▶ _EXERCISE PROMPT_
Count the lines below that contain the word "ExitCode". Give only the number.

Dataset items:
★ ★ ★ ★ ★

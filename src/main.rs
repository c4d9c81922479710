use std::path::{Path, PathBuf};
use std::process::ExitCode;

use anyhow::{Context, Result};
use clap::{Parser, Subcommand};
use tracing::info;

use svs::alloc::{HostFs, HostPortProbe, PortAllocator, VolumeAllocator};
use svs::config::{self, Config};
use svs::container::{DriftDetector, Materializer, Reconciler};
use svs::model::ContainerSpec;
use svs::runtime::{ContainerRuntime, DockerCli, SystemAccounts, ensure_available};

#[derive(Parser)]
#[command(name = "svs", version, about = "Reconcile containers on this host against their specs")]
struct Cli {
    /// Directory holding the `.svsc` configuration file.
    #[arg(long, global = true, default_value = ".")]
    config: PathBuf,

    #[command(subcommand)]
    command: Command,
}

#[derive(Subcommand)]
enum Command {
    /// Check that the container runtime is reachable.
    Check,
    /// Print a free host port from the configured range.
    Port,
    /// Allocate a fresh volume directory for an owner.
    Volume { owner_id: u32 },
    /// Print the runtime arguments a spec would be created with.
    Plan { spec: PathBuf },
    /// Create the container described by a spec.
    Create { spec: PathBuf },
    /// Report how the live container differs from a spec. Exits 1 on drift.
    Drift { spec: PathBuf },
    /// Recreate the container if it drifted from its spec.
    Reconcile { spec: PathBuf },
}

fn main() -> Result<ExitCode> {
    let cli = Cli::parse();
    let cfg = config::load(&cli.config)?;
    svs::logging::init(cfg.environment);
    info!(environment = cfg.environment.as_str(), "configuration loaded");
    run(cli.command, &cfg)
}

fn run(command: Command, cfg: &Config) -> Result<ExitCode> {
    let runtime = DockerCli::new(cfg.runtime_binary.clone());
    let accounts = SystemAccounts;
    let materializer = Materializer::new(&runtime, &accounts, cfg);

    match command {
        Command::Check => {
            ensure_available(runtime.binary())?;
            println!("{} is available", runtime.binary());
        }
        Command::Port => {
            let port = PortAllocator::from_config(&HostPortProbe, cfg).find_free_port()?;
            println!("{port}");
        }
        Command::Volume { owner_id } => {
            let path = VolumeAllocator::from_config(&HostFs, cfg).generate_free_volume(owner_id)?;
            println!("{}", path.display());
        }
        Command::Plan { spec } => {
            let request = materializer.plan(&read_spec(&spec)?)?;
            println!("{}", shell_words::join(DockerCli::create_args(&request)));
        }
        Command::Create { spec } => {
            let handle = materializer.create(&read_spec(&spec)?)?;
            println!("{}", handle.id);
        }
        Command::Drift { spec } => {
            let desired = read_spec(&spec)?;
            let observed = find(&runtime, &desired)?;
            let drift = DriftDetector::new(&runtime).check(&observed, &desired)?;
            if drift.is_empty() {
                println!("{} matches its spec", desired.name);
            } else {
                for d in &drift {
                    println!("{d}");
                }
                return Ok(ExitCode::from(1));
            }
        }
        Command::Reconcile { spec } => {
            let desired = read_spec(&spec)?;
            let observed = find(&runtime, &desired)?;
            if !DriftDetector::new(&runtime).has_changed(&observed, &desired)? {
                println!("{} is up to date", desired.name);
                return Ok(ExitCode::SUCCESS);
            }
            let reconciler = Reconciler::new(&runtime, &materializer, cfg.stop_timeout);
            let handle = reconciler.recreate(&observed, &desired)?;
            if observed.is_running() {
                runtime.start(&handle.id)?;
            }
            println!("{}", handle.id);
        }
    }
    Ok(ExitCode::SUCCESS)
}

fn read_spec(path: &Path) -> Result<ContainerSpec> {
    let text = std::fs::read_to_string(path)
        .with_context(|| format!("failed to read {}", path.display()))?;
    serde_yaml::from_str(&text).with_context(|| format!("failed to parse {}", path.display()))
}

fn find(runtime: &DockerCli, spec: &ContainerSpec) -> Result<svs::runtime::ObservedContainer> {
    runtime
        .get_by_name(&spec.name)?
        .with_context(|| format!("no container named '{}'", spec.name))
}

★ ★ ★ ★ ★

▶ _ANSWER TO THIS PROBLEM_
6